(Recorded data)
• • •

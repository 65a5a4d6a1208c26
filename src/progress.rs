//! Progress-callback trait for per-chunk conversion events.
//!
//! Inject an [`Arc<dyn ConversionProgressCallback>`] via
//! [`crate::config::ConversionConfigBuilder::progress_callback`] to receive
//! events while the scheduler works through its chunks.
//!
//! # Example
//!
//! ```rust
//! use pdfmorph::{ConversionProgressCallback, ConversionConfig};
//! use std::ops::Range;
//! use std::sync::{Arc, atomic::{AtomicUsize, Ordering}};
//!
//! struct CountingCallback {
//!     completed: Arc<AtomicUsize>,
//! }
//!
//! impl ConversionProgressCallback for CountingCallback {
//!     fn on_chunk_complete(&self, chunk: usize, pages: Range<usize>, failed_pages: usize) {
//!         self.completed.fetch_add(pages.len() - failed_pages, Ordering::SeqCst);
//!         eprintln!("Chunk {} done", chunk);
//!     }
//! }
//!
//! let counter = Arc::new(CountingCallback {
//!     completed: Arc::new(AtomicUsize::new(0)),
//! });
//!
//! let config = ConversionConfig::builder()
//!     .progress_callback(counter as Arc<dyn ConversionProgressCallback>)
//!     .build()
//!     .unwrap();
//! ```

use std::ops::Range;
use std::sync::Arc;

/// Called by the chunk scheduler as chunks start and finish.
///
/// Chunks run concurrently, so `on_chunk_*` may be called from different
/// tasks at once and in any order. All methods default to no-ops.
pub trait ConversionProgressCallback: Send + Sync {
    /// Called once before the first chunk starts.
    fn on_conversion_start(&self, total_pages: usize, chunks: usize) {
        let _ = (total_pages, chunks);
    }

    /// Called when a chunk's first page is sent to the recognizer.
    fn on_chunk_start(&self, chunk: usize, pages: Range<usize>) {
        let _ = (chunk, pages);
    }

    /// Called when every page of a chunk was answered.
    ///
    /// `failed_pages` counts responses that carried no extractable payload.
    fn on_chunk_complete(&self, chunk: usize, pages: Range<usize>, failed_pages: usize) {
        let _ = (chunk, pages, failed_pages);
    }

    /// Called when a recognizer error aborted a chunk; all its pages fail.
    fn on_chunk_error(&self, chunk: usize, pages: Range<usize>, error: &str) {
        let _ = (chunk, pages, error);
    }

    /// Called once after all chunks have settled.
    fn on_conversion_complete(&self, total_pages: usize, success_count: usize) {
        let _ = (total_pages, success_count);
    }
}

/// A no-op implementation for callers that don't need progress events.
pub struct NoopProgressCallback;

impl ConversionProgressCallback for NoopProgressCallback {}

/// Convenience alias matching the type stored in [`crate::config::ConversionConfig`].
pub type ProgressCallback = Arc<dyn ConversionProgressCallback>;
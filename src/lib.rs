//! # pdfmorph
//!
//! Convert PDF documents to Markdown or LaTeX by combining deterministic page
//! decomposition with a vision model that reads each page.
//!
//! ## Why this crate?
//!
//! Text extractors lose layout, formulas and figures. This crate rasterises
//! every page and lets a VLM read it, but first does the structural work
//! itself: it pulls out embedded images, recovers vector figures as cropped
//! rasters, and reads the outline, so the model can reference figures by
//! stable names and keep heading levels consistent. Pages are recognized in
//! bounded concurrent chunks and reassembled strictly in page order.
//!
//! ## Pipeline Overview
//!
//! ```text
//! PDF
//!  │
//!  ├─ 1. Input     resolve local file or download from URL
//!  ├─ 2. Pre-pass  rasterise pages, extract embedded images, cluster vector
//!  │               drawings into figures, attach outline titles (pdfium,
//!  │               spawn_blocking)
//!  ├─ 3. Dispatch  K = min(C, ⌈N/S⌉) concurrent chunks, sequential inside
//!  ├─ 4. Extract   payload between <markdown>…</markdown> or <latex>…</latex>
//!  └─ 5. Merge     non-empty pages in page order, format wrapper
//! ```
//!
//! ## Quick Start
//!
//! ```rust,no_run
//! use pdfmorph::{convert, ConversionConfig};
//!
//! #[tokio::main]
//! async fn main() -> Result<(), Box<dyn std::error::Error>> {
//!     // Provider auto-detected from OPENAI_API_KEY / ANTHROPIC_API_KEY / GEMINI_API_KEY
//!     let config = ConversionConfig::default();
//!     let output = convert("document.pdf", &config).await?;
//!     println!("{}", output.text);
//!     for image in &output.images {
//!         std::fs::write(image.name(), image.bytes())?;
//!     }
//!     Ok(())
//! }
//! ```
//!
//! ## Custom recognizers
//!
//! Anything implementing [`ContentRecognizer`] can stand in for the VLM; pair
//! it with [`convert_with`] for PDFs or [`convert_document`] for any
//! [`DocumentSource`].
//!
//! ## Feature Flags
//!
//! | Feature   | Default | Description |
//! |-----------|---------|-------------|
//! | `cli`     | on      | Enables the `pdfmorph` binary (clap + anyhow + tracing-subscriber + indicatif) |

// ── Modules ──────────────────────────────────────────────────────────────

pub mod config;
pub mod convert;
pub mod document;
pub mod error;
pub mod output;
pub mod page;
pub mod pipeline;
pub mod progress;
pub mod prompts;

// ── Re-exports ───────────────────────────────────────────────────────────

pub use config::{ConversionConfig, ConversionConfigBuilder, OutputFormat};
pub use convert::{
    convert, convert_document, convert_sync, convert_to_file, convert_with, inspect,
    inspect_document,
};
pub use document::{DocumentSource, InMemoryDocument, MemoryPage};
pub use error::{PdfMorphError, RecognitionError, SourceError};
pub use output::{ConversionOutput, ConversionStats, DocumentMetadata, InspectReport, PageSummary};
pub use page::{ImageRegion, Page, RegionOrigin, Settled, TocEntry};
pub use pipeline::chunk::ChunkReport;
pub use pipeline::drawings::ClusterParams;
pub use pipeline::llm::VlmRecognizer;
pub use pipeline::recognize::ContentRecognizer;
pub use progress::{ConversionProgressCallback, NoopProgressCallback, ProgressCallback};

• • •

== Work order ==
Output every entry again, exactly as given.

== Response box ==
repository 65a5a4d6a1208c26
filename src/progress.rs
//! Progress-callback trait for per-chunk conversion events.
//!
//! Inject an [`Arc<dyn ConversionProgressCallback>`] via
//! [`crate::config::ConversionConfigBuilder::progress_callback`] to receive
//! events while the scheduler works through its chunks.
//!
//! # Example
//!
//! ```rust
//! use pdfmorph::{ConversionProgressCallback, ConversionConfig};
//! use std::ops::Range;
//! use std::sync::{Arc, atomic::{AtomicUsize, Ordering}};
//!
//! struct CountingCallback {
//!     completed: Arc<AtomicUsize>,
//! }
//!
//! impl ConversionProgressCallback for CountingCallback {
//!     fn on_chunk_complete(&self, chunk: usize, pages: Range<usize>, failed_pages: usize) {
//!         self.completed.fetch_add(pages.len() - failed_pages, Ordering::SeqCst);
//!         eprintln!("Chunk {} done", chunk);
//!     }
//! }
//!
//! let counter = Arc::new(CountingCallback {
//!     completed: Arc::new(AtomicUsize::new(0)),
//! });
//!
//! let config = ConversionConfig::builder()
//!     .progress_callback(counter as Arc<dyn ConversionProgressCallback>)
//!     .build()
//!     .unwrap();
//! ```

use std::ops::Range;
use std::sync::Arc;

/// Called by the chunk scheduler as chunks start and finish.
///
/// Chunks run concurrently, so `on_chunk_*` may be called from different
/// tasks at once and in any order. All methods default to no-ops.
pub trait ConversionProgressCallback: Send + Sync {
    /// Called once before the first chunk starts.
    fn on_conversion_start(&self, total_pages: usize, chunks: usize) {
        let _ = (total_pages, chunks);
    }

    /// Called when a chunk's first page is sent to the recognizer.
    fn on_chunk_start(&self, chunk: usize, pages: Range<usize>) {
        let _ = (chunk, pages);
    }

    /// Called when every page of a chunk was answered.
    ///
    /// `failed_pages` counts responses that carried no extractable payload.
    fn on_chunk_complete(&self, chunk: usize, pages: Range<usize>, failed_pages: usize) {
        let _ = (chunk, pages, failed_pages);
    }

    /// Called when a recognizer error aborted a chunk; all its pages fail.
    fn on_chunk_error(&self, chunk: usize, pages: Range<usize>, error: &str) {
        let _ = (chunk, pages, error);
    }

    /// Called once after all chunks have settled.
    fn on_conversion_complete(&self, total_pages: usize, success_count: usize) {
        let _ = (total_pages, success_count);
    }
}

/// A no-op implementation for callers that don't need progress events.
pub struct NoopProgressCallback;

impl ConversionProgressCallback for NoopProgressCallback {}

/// Convenience alias matching the type stored in [`crate::config::ConversionConfig`].
pub type ProgressCallback = Arc<dyn ConversionProgressCallback>;
filename src/lib.rs
//! # pdfmorph
//!
//! Convert PDF documents to Markdown or LaTeX by combining deterministic page
//! decomposition with a vision model that reads each page.
//!
//! ## Why this crate?
//!
//! Text extractors lose layout, formulas and figures. This crate rasterises
//! every page and lets a VLM read it, but first does the structural work
//! itself: it pulls out embedded images, recovers vector figures as cropped
//! rasters, and reads the outline, so the model can reference figures by
//! stable names and keep heading levels consistent. Pages are recognized in
//! bounded concurrent chunks and reassembled strictly in page order.
//!
//! ## Pipeline Overview
//!
//! ```text
//! PDF
//!  │
//!  ├─ 1. Input     resolve local file or download from URL
//!  ├─ 2. Pre-pass  rasterise pages, extract embedded images, cluster vector
//!  │               drawings into figures, attach outline titles (pdfium,
//!  │               spawn_blocking)
//!  ├─ 3. Dispatch  K = min(C, ⌈N/S⌉) concurrent chunks, sequential inside
//!  ├─ 4. Extract   payload between <markdown>…</markdown> or <latex>…</latex>
//!  └─ 5. Merge     non-empty pages in page order, format wrapper
//! ```
//!
//! ## Quick Start
//!
//! ```rust,no_run
//! use pdfmorph::{convert, ConversionConfig};
//!
//! #[tokio::main]
//! async fn main() -> Result<(), Box<dyn std::error::Error>> {
//!     // Provider auto-detected from OPENAI_API_KEY / ANTHROPIC_API_KEY / GEMINI_API_KEY
//!     let config = ConversionConfig::default();
//!     let output = convert("document.pdf", &config).await?;
//!     println!("{}", output.text);
//!     for image in &output.images {
//!         std::fs::write(image.name(), image.bytes())?;
//!     }
//!     Ok(())
//! }
//! ```
//!
//! ## Custom recognizers
//!
//! Anything implementing [`ContentRecognizer`] can stand in for the VLM; pair
//! it with [`convert_with`] for PDFs or [`convert_document`] for any
//! [`DocumentSource`].
//!
//! ## Feature Flags
//!
//! | Feature   | Default | Description |
//! |-----------|---------|-------------|
//! | `cli`     | on      | Enables the `pdfmorph` binary (clap + anyhow + tracing-subscriber + indicatif) |

// ── Modules ──────────────────────────────────────────────────────────────

pub mod config;
pub mod convert;
pub mod document;
pub mod error;
pub mod output;
pub mod page;
pub mod pipeline;
pub mod progress;
pub mod prompts;

// ── Re-exports ───────────────────────────────────────────────────────────

pub use config::{ConversionConfig, ConversionConfigBuilder, OutputFormat};
pub use convert::{
    convert, convert_document, convert_sync, convert_to_file, convert_with, inspect,
    inspect_document,
};
pub use document::{DocumentSource, InMemoryDocument, MemoryPage};
pub use error::{PdfMorphError, RecognitionError, SourceError};
pub use output::{ConversionOutput, ConversionStats, DocumentMetadata, InspectReport, PageSummary};
pub use page::{ImageRegion, Page, RegionOrigin, Settled, TocEntry};
pub use pipeline::chunk::ChunkReport;
pub use pipeline::drawings::ClusterParams;
pub use pipeline::llm::VlmRecognizer;
pub use pipeline::recognize::ContentRecognizer;
pub use progress::{ConversionProgressCallback, NoopProgressCallback, ProgressCallback};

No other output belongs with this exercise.